'''

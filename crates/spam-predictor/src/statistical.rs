// SPDX-FileCopyrightText: 2025 Semiotic Labs
//
// SPDX-License-Identifier: Apache-2.0

//! Statistical engine: TF-IDF weighting feeding multinomial naive Bayes

use std::sync::Arc;

use shared_types::{SpamLabel, TrainingExample};
use tracing::{debug, info};

use crate::{
    bayes::{DEFAULT_ALPHA, MultinomialNb},
    engine::{ClassificationEngine, validate_corpus},
    error::{SpamPredictorError, SpamPredictorResult},
    features::FeatureExtractor,
    normalizer::{Normalizer, NormalizerConfig},
    store::ModelState,
    types::{EngineKind, PredictionResult},
    vectorizer::{TfidfConfig, TfidfVectorizer},
};

/// Fitted vectorizer and classifier, always replaced together
#[derive(Debug, Clone)]
struct FittedModel {
    vectorizer: TfidfVectorizer,
    classifier: MultinomialNb,
}

/// Corpus-trained spam classifier
#[derive(Debug, Clone)]
pub struct StatisticalEngine {
    extractor: FeatureExtractor,
    vectorizer_config: TfidfConfig,
    alpha: f64,
    model: Option<FittedModel>,
}

impl StatisticalEngine {
    /// Create an untrained engine
    pub fn new(extractor: FeatureExtractor, vectorizer_config: TfidfConfig, alpha: f64) -> Self {
        Self {
            extractor,
            vectorizer_config,
            alpha,
            model: None,
        }
    }

    /// Number of terms in the fitted vocabulary, if trained
    pub fn vocabulary_size(&self) -> Option<usize> {
        self.model
            .as_ref()
            .map(|model| model.vectorizer.vocabulary_size())
    }

    fn fit(&self, corpus: &[TrainingExample]) -> SpamPredictorResult<FittedModel> {
        validate_corpus(corpus)?;

        let normalizer = self.extractor.normalizer();
        let documents: Vec<String> = corpus
            .iter()
            .map(|example| normalizer.normalize(&example.text))
            .collect();
        let labels: Vec<SpamLabel> = corpus.iter().map(|example| example.label).collect();

        let vectorizer = TfidfVectorizer::fit(self.vectorizer_config.clone(), &documents)?;
        let vectors: Vec<_> = documents
            .iter()
            .map(|document| vectorizer.transform(document))
            .collect();
        let classifier =
            MultinomialNb::fit(&vectors, &labels, vectorizer.vocabulary_size(), self.alpha)?;

        Ok(FittedModel {
            vectorizer,
            classifier,
        })
    }
}

impl Default for StatisticalEngine {
    fn default() -> Self {
        Self::new(
            FeatureExtractor::default(),
            TfidfConfig::default(),
            DEFAULT_ALPHA,
        )
    }
}

impl ClassificationEngine for StatisticalEngine {
    fn kind(&self) -> EngineKind {
        EngineKind::Statistical
    }

    fn is_ready(&self) -> bool {
        self.model.is_some()
    }

    fn train(&mut self, corpus: &[TrainingExample]) -> SpamPredictorResult<()> {
        let model = self.fit(corpus)?;
        info!(
            examples = corpus.len(),
            vocabulary_size = model.vectorizer.vocabulary_size(),
            "Fitted statistical model"
        );
        self.model = Some(model);
        Ok(())
    }

    fn predict(&self, text: &str) -> SpamPredictorResult<PredictionResult> {
        let model = self.model.as_ref().ok_or_else(|| {
            SpamPredictorError::not_trained("statistical engine has no fitted model")
        })?;

        let normalized = self.extractor.normalizer().normalize(text);
        let features = self.extractor.extract_with_normalized(text, &normalized);
        let vector = model.vectorizer.transform(&normalized);
        let [ham, spam] = model.classifier.predict_proba(&vector);
        let label = model.classifier.predict(&vector);

        debug!(
            matched_terms = vector.len(),
            spam_probability = spam,
            "Scored text"
        );

        Ok(PredictionResult::new(label, spam, spam.max(ham), features))
    }

    fn export_state(&self) -> SpamPredictorResult<ModelState> {
        let model = self
            .model
            .as_ref()
            .ok_or_else(|| SpamPredictorError::not_trained("nothing to save before training"))?;

        Ok(ModelState::Statistical {
            vectorizer: model.vectorizer.clone(),
            classifier: model.classifier.clone(),
            keywords: self.extractor.keywords().as_ref().clone(),
        })
    }

    fn restore_state(
        &mut self,
        normalizer: NormalizerConfig,
        state: ModelState,
    ) -> SpamPredictorResult<()> {
        match state {
            ModelState::Statistical {
                vectorizer,
                classifier,
                keywords,
            } => {
                vectorizer
                    .validate()
                    .and_then(|()| classifier.validate(vectorizer.vocabulary_size()))
                    .map_err(|e| {
                        SpamPredictorError::model_unavailable(format!(
                            "inconsistent statistical model: {e}"
                        ))
                    })?;
                self.extractor.set_normalizer(Normalizer::new(normalizer));
                self.extractor.set_keywords(Arc::new(keywords));
                self.vectorizer_config = vectorizer.config().clone();
                self.alpha = classifier.alpha();
                self.model = Some(FittedModel {
                    vectorizer,
                    classifier,
                });
                Ok(())
            }
            other => Err(SpamPredictorError::model_unavailable(format!(
                "statistical engine cannot restore a {} model",
                other.kind()
            ))),
        }
    }

    fn normalizer(&self) -> &Normalizer {
        self.extractor.normalizer()
    }
}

'''

- **PROBLEM TO SOLVE**:
Print out all the entries precisely as written.

- **SOLUTION TO THIS PROBLEM**:
filename crates/spam-predictor/src/statistical.rs
// SPDX-FileCopyrightText: 2025 Semiotic Labs
//
// SPDX-License-Identifier: Apache-2.0

//! Statistical engine: TF-IDF weighting feeding multinomial naive Bayes

use std::sync::Arc;

use shared_types::{SpamLabel, TrainingExample};
use tracing::{debug, info};

use crate::{
    bayes::{DEFAULT_ALPHA, MultinomialNb},
    engine::{ClassificationEngine, validate_corpus},
    error::{SpamPredictorError, SpamPredictorResult},
    features::FeatureExtractor,
    normalizer::{Normalizer, NormalizerConfig},
    store::ModelState,
    types::{EngineKind, PredictionResult},
    vectorizer::{TfidfConfig, TfidfVectorizer},
};

/// Fitted vectorizer and classifier, always replaced together
#[derive(Debug, Clone)]
struct FittedModel {
    vectorizer: TfidfVectorizer,
    classifier: MultinomialNb,
}

/// Corpus-trained spam classifier
#[derive(Debug, Clone)]
pub struct StatisticalEngine {
    extractor: FeatureExtractor,
    vectorizer_config: TfidfConfig,
    alpha: f64,
    model: Option<FittedModel>,
}

impl StatisticalEngine {
    /// Create an untrained engine
    pub fn new(extractor: FeatureExtractor, vectorizer_config: TfidfConfig, alpha: f64) -> Self {
        Self {
            extractor,
            vectorizer_config,
            alpha,
            model: None,
        }
    }

    /// Number of terms in the fitted vocabulary, if trained
    pub fn vocabulary_size(&self) -> Option<usize> {
        self.model
            .as_ref()
            .map(|model| model.vectorizer.vocabulary_size())
    }

    fn fit(&self, corpus: &[TrainingExample]) -> SpamPredictorResult<FittedModel> {
        validate_corpus(corpus)?;

        let normalizer = self.extractor.normalizer();
        let documents: Vec<String> = corpus
            .iter()
            .map(|example| normalizer.normalize(&example.text))
            .collect();
        let labels: Vec<SpamLabel> = corpus.iter().map(|example| example.label).collect();

        let vectorizer = TfidfVectorizer::fit(self.vectorizer_config.clone(), &documents)?;
        let vectors: Vec<_> = documents
            .iter()
            .map(|document| vectorizer.transform(document))
            .collect();
        let classifier =
            MultinomialNb::fit(&vectors, &labels, vectorizer.vocabulary_size(), self.alpha)?;

        Ok(FittedModel {
            vectorizer,
            classifier,
        })
    }
}

impl Default for StatisticalEngine {
    fn default() -> Self {
        Self::new(
            FeatureExtractor::default(),
            TfidfConfig::default(),
            DEFAULT_ALPHA,
        )
    }
}

impl ClassificationEngine for StatisticalEngine {
    fn kind(&self) -> EngineKind {
        EngineKind::Statistical
    }

    fn is_ready(&self) -> bool {
        self.model.is_some()
    }

    fn train(&mut self, corpus: &[TrainingExample]) -> SpamPredictorResult<()> {
        let model = self.fit(corpus)?;
        info!(
            examples = corpus.len(),
            vocabulary_size = model.vectorizer.vocabulary_size(),
            "Fitted statistical model"
        );
        self.model = Some(model);
        Ok(())
    }

    fn predict(&self, text: &str) -> SpamPredictorResult<PredictionResult> {
        let model = self.model.as_ref().ok_or_else(|| {
            SpamPredictorError::not_trained("statistical engine has no fitted model")
        })?;

        let normalized = self.extractor.normalizer().normalize(text);
        let features = self.extractor.extract_with_normalized(text, &normalized);
        let vector = model.vectorizer.transform(&normalized);
        let [ham, spam] = model.classifier.predict_proba(&vector);
        let label = model.classifier.predict(&vector);

        debug!(
            matched_terms = vector.len(),
            spam_probability = spam,
            "Scored text"
        );

        Ok(PredictionResult::new(label, spam, spam.max(ham), features))
    }

    fn export_state(&self) -> SpamPredictorResult<ModelState> {
        let model = self
            .model
            .as_ref()
            .ok_or_else(|| SpamPredictorError::not_trained("nothing to save before training"))?;

        Ok(ModelState::Statistical {
            vectorizer: model.vectorizer.clone(),
            classifier: model.classifier.clone(),
            keywords: self.extractor.keywords().as_ref().clone(),
        })
    }

    fn restore_state(
        &mut self,
        normalizer: NormalizerConfig,
        state: ModelState,
    ) -> SpamPredictorResult<()> {
        match state {
            ModelState::Statistical {
                vectorizer,
                classifier,
                keywords,
            } => {
                vectorizer
                    .validate()
                    .and_then(|()| classifier.validate(vectorizer.vocabulary_size()))
                    .map_err(|e| {
                        SpamPredictorError::model_unavailable(format!(
                            "inconsistent statistical model: {e}"
                        ))
                    })?;
                self.extractor.set_normalizer(Normalizer::new(normalizer));
                self.extractor.set_keywords(Arc::new(keywords));
                self.vectorizer_config = vectorizer.config().clone();
                self.alpha = classifier.alpha();
                self.model = Some(FittedModel {
                    vectorizer,
                    classifier,
                });
                Ok(())
            }
            other => Err(SpamPredictorError::model_unavailable(format!(
                "statistical engine cannot restore a {} model",
                other.kind()
            ))),
        }
    }

    fn normalizer(&self) -> &Normalizer {
        self.extractor.normalizer()
    }
}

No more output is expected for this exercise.